Movement felt good. Each step made him feel better, undid the sensation of not feeling right in his skin, of feeling as if he was both too big and too small for the tangible frame he felt thrust into. The charms in his grasp helped a little, reassured his panic. Each step did the same. And each step did more: it helped him adjust to the haunts he could see, the dead that milled in the street, that were moving slowly, as if they were also coming awake, that their awareness—limited as it was—returned to them.
Slowly, he came up to the Spine’s Keep, the burning tower a beacon that drew only him and no soldiers. He was surprised by that—Heast, he thought, spitting again—but had little time to think of the intent behind it.
Ayae and Fo were fighting.
And Bau.
Bau stood behind both, his stillness revealing his focus, his burned clothes an indication of the fight so far, the broken ground likewise.
He did not make a sound when Zaifyr grasped his head and wrenched it back.
“I have waited for this a long time, Qian.” Before him, the scarred Keeper approached in a measured stride, his heavy sword easily held in his right hand. “I knew it would come. If I were to create fate, if I were to truly be a god, then this moment would happen. It simply must. There was no other way for it. Others urged me not to want it so. Aelyn warned me against it, specifically. She said I was too young. She said that I had not understood what age meant, but she was wrong. She came to Asila after it had fallen, after you had fallen. But I was in it when it fell, an ageless, blind beggar, a man without a family.
“I heard you walking through the streets, heard your conversati
ons with the dead, heard your urges and your tears.”

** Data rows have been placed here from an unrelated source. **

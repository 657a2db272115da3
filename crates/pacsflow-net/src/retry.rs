//! Retry policy with capped exponential backoff
//!
//! Attempt 0 is the first execution. A transient failure is retried while
//! fewer than `max_attempts` retries have run, waiting `delay(n)` before
//! retry `n` (1-based). Fatal failures return at once. When retries run out
//! the last failure is returned together with the number of attempts made.

use pacsflow_core::config::RetrySettings;
use std::future::Future;
use std::time::Duration;
use tokio_util::sync::CancellationToken;
use tracing::{debug, warn};

/// Classifies a failure as worth retrying.
pub trait Transience {
    fn is_transient(&self) -> bool;
}

impl Transience for std::io::Error {
    fn is_transient(&self) -> bool {
        true
    }
}

/// One retry, as reported to observers.
#[derive(Debug, Clone, PartialEq, Eq)]
pub struct RetryRecord {
    /// 1-based retry number.
    pub attempt: u32,
    pub delay: Duration,
    pub error: String,
}

#[derive(Debug, thiserror::Error)]
pub enum RetryError<E> {
    /// Non-transient failure; no retry was spent on it.
    #[error("{error}")]
    Fatal { attempts: u32, error: E },

    /// Transient failures used up every retry.
    #[error("{error} (gave up after {attempts} attempts)")]
    Exhausted { attempts: u32, error: E },

    #[error("cancelled after {attempts} attempts")]
    Cancelled { attempts: u32 },
}

impl<E> RetryError<E> {
    pub fn attempts(&self) -> u32 {
        match self {
            Self::Fatal { attempts, .. }
            | Self::Exhausted { attempts, .. }
            | Self::Cancelled { attempts } => *attempts,
        }
    }
}

#[derive(Debug, Clone, PartialEq, Eq)]
pub struct RetryPolicy {
    max_attempts: u32,
    initial_delay: Duration,
    max_delay: Duration,
    use_exponential_backoff: bool,
}

impl Default for RetryPolicy {
    fn default() -> Self {
        Self {
            max_attempts: 3,
            initial_delay: Duration::from_secs(1),
            max_delay: Duration::from_secs(8),
            use_exponential_backoff: true,
        }
    }
}

impl RetryPolicy {
    pub fn new(
        max_attempts: u32,
        initial_delay: Duration,
        max_delay: Duration,
        use_exponential_backoff: bool,
    ) -> pacsflow_core::Result<Self> {
        if max_delay < initial_delay {
            return Err(pacsflow_core::Error::config(format!(
                "max retry delay {:?} is below initial delay {:?}",
                max_delay, initial_delay
            )));
        }
        Ok(Self {
            max_attempts,
            initial_delay,
            max_delay,
            use_exponential_backoff,
        })
    }

    pub fn from_settings(settings: &RetrySettings) -> pacsflow_core::Result<Self> {
        Self::new(
            settings.max_retry_attempts,
            settings.initial_delay(),
            settings.max_delay(),
            settings.use_exponential_backoff,
        )
    }

    /// Single attempt, no retries.
    pub fn no_retry() -> Self {
        Self {
            max_attempts: 0,
            initial_delay: Duration::ZERO,
            max_delay: Duration::ZERO,
            use_exponential_backoff: false,
        }
    }

    pub fn max_attempts(&self) -> u32 {
        self.max_attempts
    }

    /// Delay before retry `attempt` (1-based).
    pub fn delay(&self, attempt: u32) -> Duration {
        if !self.use_exponential_backoff {
            return self.initial_delay;
        }
        let exponent = attempt.saturating_sub(1).min(31);
        self.initial_delay
            .checked_mul(1u32 << exponent)
            .map_or(self.max_delay, |d| d.min(self.max_delay))
    }

    pub async fn execute<T, E, F, Fut>(
        &self,
        cancel: &CancellationToken,
        op: F,
    ) -> Result<T, RetryError<E>>
    where
        F: FnMut() -> Fut,
        Fut: Future<Output = Result<T, E>>,
        E: Transience + std::fmt::Display,
    {
        self.execute_observed(cancel, op, |_| {}).await
    }

    /// Like `execute`, also handing each retry record to `observer`.
    pub async fn execute_observed<T, E, F, Fut, O>(
        &self,
        cancel: &CancellationToken,
        mut op: F,
        mut observer: O,
    ) -> Result<T, RetryError<E>>
    where
        F: FnMut() -> Fut,
        Fut: Future<Output = Result<T, E>>,
        E: Transience + std::fmt::Display,
        O: FnMut(&RetryRecord),
    {
        let mut retries = 0u32;
        loop {
            let result = tokio::select! {
                biased;
                _ = cancel.cancelled() => return Err(RetryError::Cancelled { attempts: retries }),
                r = op() => r,
            };

            let error = match result {
                Ok(value) => {
                    if retries > 0 {
                        debug!(attempts = retries + 1, "Operation succeeded after retry");
                    }
                    return Ok(value);
                }
                Err(e) => e,
            };

            let attempts = retries + 1;
            if !error.is_transient() {
                return Err(RetryError::Fatal { attempts, error });
            }
            if retries >= self.max_attempts {
                warn!(attempts, error = %error, "Transient failure, retries exhausted");
                return Err(RetryError::Exhausted { attempts, error });
            }

            retries += 1;
            let delay = self.delay(retries);
            warn!(
                attempt = retries,
                max_retries = self.max_attempts,
                delay_ms = delay.as_millis() as u64,
                error = %error,
                "Transient failure, retrying"
            );
            observer(&RetryRecord {
                attempt: retries,
                delay,
                error: error.to_string(),
            });

            tokio::select! {
                biased;
                _ = cancel.cancelled() => return Err(RetryError::Cancelled { attempts }),
                _ = tokio::time::sleep(delay) => {}
            }
        }
    }
}
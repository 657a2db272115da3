//! Errors reported by peers and by the coordinator

use crate::retry::Transience;

pub type NetResult<T> = Result<T, NetError>;

/// Peer collaborators report the kind of failure explicitly; retry decisions
/// match on the variant, never on message text.
#[derive(Debug, Clone, thiserror::Error)]
pub enum NetError {
    #[error("timed out: {0}")]
    Timeout(String),

    #[error("i/o failure: {0}")]
    Io(String),

    #[error("{}", describe_aggregate(.0))]
    Aggregate(Vec<NetError>),

    #[error("peer rejected request: {0}")]
    Rejected(String),

    #[error("unknown peer: {0}")]
    UnknownPeer(String),

    #[error("protocol error: {0}")]
    Protocol(String),

    #[error("cancelled")]
    Cancelled,

    #[error("{last} (gave up after {attempts} attempts)")]
    Exhausted { attempts: u32, last: Box<NetError> },
}

impl NetError {
    pub fn timeout(message: impl Into<String>) -> Self {
        Self::Timeout(message.into())
    }

    pub fn io(message: impl Into<String>) -> Self {
        Self::Io(message.into())
    }

    pub fn rejected(message: impl Into<String>) -> Self {
        Self::Rejected(message.into())
    }

    pub fn is_cancelled(&self) -> bool {
        matches!(self, Self::Cancelled)
    }

    /// Attempts made before giving up, when retries ran out.
    pub fn attempts(&self) -> Option<u32> {
        match self {
            Self::Exhausted { attempts, .. } => Some(*attempts),
            _ => None,
        }
    }
}

impl Transience for NetError {
    fn is_transient(&self) -> bool {
        match self {
            Self::Timeout(_) | Self::Io(_) => true,
            Self::Aggregate(inner) => !inner.is_empty() && inner.iter().all(Transience::is_transient),
            _ => false,
        }
    }
}

impl From<std::io::Error> for NetError {
    fn from(e: std::io::Error) -> Self {
        if e.kind() == std::io::ErrorKind::TimedOut {
            Self::Timeout(e.to_string())
        } else {
            Self::Io(e.to_string())
        }
    }
}

fn describe_aggregate(inner: &[NetError]) -> String {
    let parts: Vec<String> = inner.iter().map(|e| e.to_string()).collect();
    format!("{} failures: [{}]", inner.len(), parts.join("; "))
}
//! pacsflow core - shared types, saga state, configuration and error handling

pub mod audit;
pub mod config;
pub mod error;
pub mod state;
pub mod types;

pub use audit::{AuditEventType, AuditOutcome, AuditRecord, AuditSink, MemoryAudit, TracingAudit};
pub use config::PacsflowConfig;
pub use error::{Error, Result};
pub use state::*;
pub use types::*;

“I am sorry you experienced it, Fo.”
“I am not.” He stopped, the dirt black, the bloody stain of those who died by his hand. “I held what you did against you for many years. For much of my youth I wanted to break open your tower. I sought it out once, and stood before the door. I could not open it, no matter how I tried. Was it luck? I do not know, but I have come to accept what happened there and in Asila. I have peace in terms of emotion and of event. In hindsight, I believe that is what stopped me from opening the door, and it is what has brought us here today. Today, I will show the hypocrisy of our lives to be true, I will return us to our natural form, to where we fought for our dominance, where our power decided the fate of the world.”
“You’re a fool.”
Fo’s lips curled into a snarl and he took a step forward, only to find that he could not.

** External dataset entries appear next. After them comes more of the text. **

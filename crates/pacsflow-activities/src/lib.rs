//! pacsflow activities - single units of saga work and the collaborators they drive
//!
//! Each activity handles one item of a batch and reports an `ItemOutcome`.
//! Item-level problems become `ItemOutcome::Failed`; only cancellation and
//! faults that would hit every item leave as `ActivityError`.

pub mod activity;
pub mod anonymize;
pub mod collaborators;
pub mod import;
pub mod transmit;

pub use activity::{Activity, ActivityContext, ActivityError, ItemOutcome};
pub use anonymize::AnonymizeInstanceActivity;
pub use collaborators::{
    AnonymizedInstance, Anonymizer, CollaboratorError, FileImporter, ImportReceipt, Validation,
};
pub use import::ImportFileActivity;
pub use transmit::TransmitActivity;
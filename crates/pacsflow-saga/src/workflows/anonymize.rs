use crate::orchestrator::{wrong_kind, Workflow};
use pacsflow_activities::{Activity, AnonymizeInstanceActivity, Anonymizer};
use pacsflow_core::{
    AnonymizationPayload, CorrelationId, ExecutionLimits, ItemLedger, Result, SagaState,
    WorkflowKind, WorkflowPayload,
};
use std::sync::Arc;

/// Batch anonymization of instances under one profile.
pub struct AnonymizationWorkflow {
    anonymizer: Arc<dyn Anonymizer>,
}

impl AnonymizationWorkflow {
    pub fn new(anonymizer: Arc<dyn Anonymizer>) -> Self {
        Self { anonymizer }
    }

    pub fn new_state<I, S>(
        instance_uids: I,
        profile_id: impl Into<String>,
        limits: ExecutionLimits,
        correlation_id: Option<CorrelationId>,
    ) -> SagaState
    where
        I: IntoIterator<Item = S>,
        S: Into<String>,
    {
        SagaState::new(
            correlation_id.unwrap_or_else(CorrelationId::generate),
            WorkflowPayload::Anonymization(AnonymizationPayload {
                instances: ItemLedger::new(instance_uids),
                profile_id: profile_id.into(),
                limits,
            }),
        )
    }
}

#[async_trait::async_trait]
impl Workflow for AnonymizationWorkflow {
    fn kind(&self) -> WorkflowKind {
        WorkflowKind::Anonymization
    }

    fn activity(&self, state: &SagaState) -> Result<Arc<dyn Activity>> {
        match &state.payload {
            WorkflowPayload::Anonymization(p) => Ok(Arc::new(AnonymizeInstanceActivity::new(
                self.anonymizer.clone(),
                p.profile_id.clone(),
            ))),
            other => Err(wrong_kind(WorkflowKind::Anonymization, other.kind())),
        }
    }
}
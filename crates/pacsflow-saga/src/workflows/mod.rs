//! The four saga kinds

mod anonymize;
mod export;
mod import;
mod sync;

pub use anonymize::AnonymizationWorkflow;
pub use export::ExportWorkflow;
pub use import::ImportWorkflow;
pub use sync::SyncWorkflow;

The hands that emerged from the ground to grasp the Keeper’s ankles came from a haunt, but it was not the haunt that drew itself out of the ground in an agonizingly slow set of movements after the first set of hands. The second haunt, an old miner, wrapped his cold hands around Fo’s to stop him raising his arm.

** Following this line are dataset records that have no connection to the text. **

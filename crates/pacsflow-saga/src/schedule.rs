//! Periodic archive synchronization

use crate::orchestrator::Orchestrator;
use crate::workflows::SyncWorkflow;
use pacsflow_core::{SagaState, WorkflowStatus};
use std::sync::Arc;
use std::time::Duration;
use tokio::time::MissedTickBehavior;
use tokio_util::sync::CancellationToken;
use tracing::{info, warn};

/// Shortest period between scheduled runs.
pub const MIN_SYNC_INTERVAL: Duration = Duration::from_secs(1);

/// Summary of a schedule that stopped.
#[derive(Clone, Debug, Default, PartialEq, Eq)]
pub struct ScheduleReport {
    pub runs: usize,
    pub completed: usize,
    pub failed: usize,
}

/// Run a fresh sync saga every `interval` until `cancel` fires. The first
/// run starts immediately. A failed run is logged and the schedule goes on;
/// runs never overlap. Intervals below `MIN_SYNC_INTERVAL` are raised to it.
pub async fn run_scheduled_sync<F>(
    orchestrator: Arc<Orchestrator>,
    workflow: Arc<SyncWorkflow>,
    mut next_state: F,
    interval: Duration,
    cancel: CancellationToken,
) -> ScheduleReport
where
    F: FnMut() -> SagaState,
{
    if interval < MIN_SYNC_INTERVAL {
        warn!(
            requested_ms = interval.as_millis() as u64,
            min_ms = MIN_SYNC_INTERVAL.as_millis() as u64,
            "Sync interval too short, using the minimum"
        );
    }
    let mut ticker = tokio::time::interval(interval.max(MIN_SYNC_INTERVAL));
    ticker.set_missed_tick_behavior(MissedTickBehavior::Delay);
    let mut report = ScheduleReport::default();

    loop {
        tokio::select! {
            biased;
            _ = cancel.cancelled() => break,
            _ = ticker.tick() => {}
        }

        let state = next_state();
        let workflow_id = state.workflow_id;
        report.runs += 1;
        match orchestrator.run(state, workflow.as_ref(), &cancel).await {
            Ok(done) if done.status() == WorkflowStatus::Completed => report.completed += 1,
            Ok(done) if done.status() == WorkflowStatus::Cancelled => break,
            Ok(done) => {
                report.failed += 1;
                warn!(
                    workflow_id = %workflow_id,
                    step = done.failed_step.as_deref().unwrap_or("-"),
                    details = done.error_details.as_deref().unwrap_or("-"),
                    "Scheduled sync failed"
                );
            }
            Err(e) => {
                report.failed += 1;
                warn!(workflow_id = %workflow_id, error = %e, "Scheduled sync could not run");
            }
        }
    }

    info!(runs = report.runs, completed = report.completed, failed = report.failed, "Sync schedule stopped");
    report
}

“The War of the Gods was terrible.” To his left, Bau, his throat a heavy red line, struggled to his feet only to find that he was held down by another pair of haunts. “It was not that the gods fought that was the horror. Those battles were barely witnessed, except for their aftermaths. That was the true tragedy. It turned the weather extreme. It made for decades of drought. Decades of flood. We lost the sun. We had famine. We had plague. We had war. Species were killed entirely. Entire civilizations were destroyed.”
“They can be remade!”
“By who?” A hint of anger entered Zaifyr’s controlled voice. “By you? You want to start a war but cannot even realize that you are a victim of one! You lack the simple self-awareness to realize that the War of the Gods never ended, that we have been living in its carnage for thousands of years.”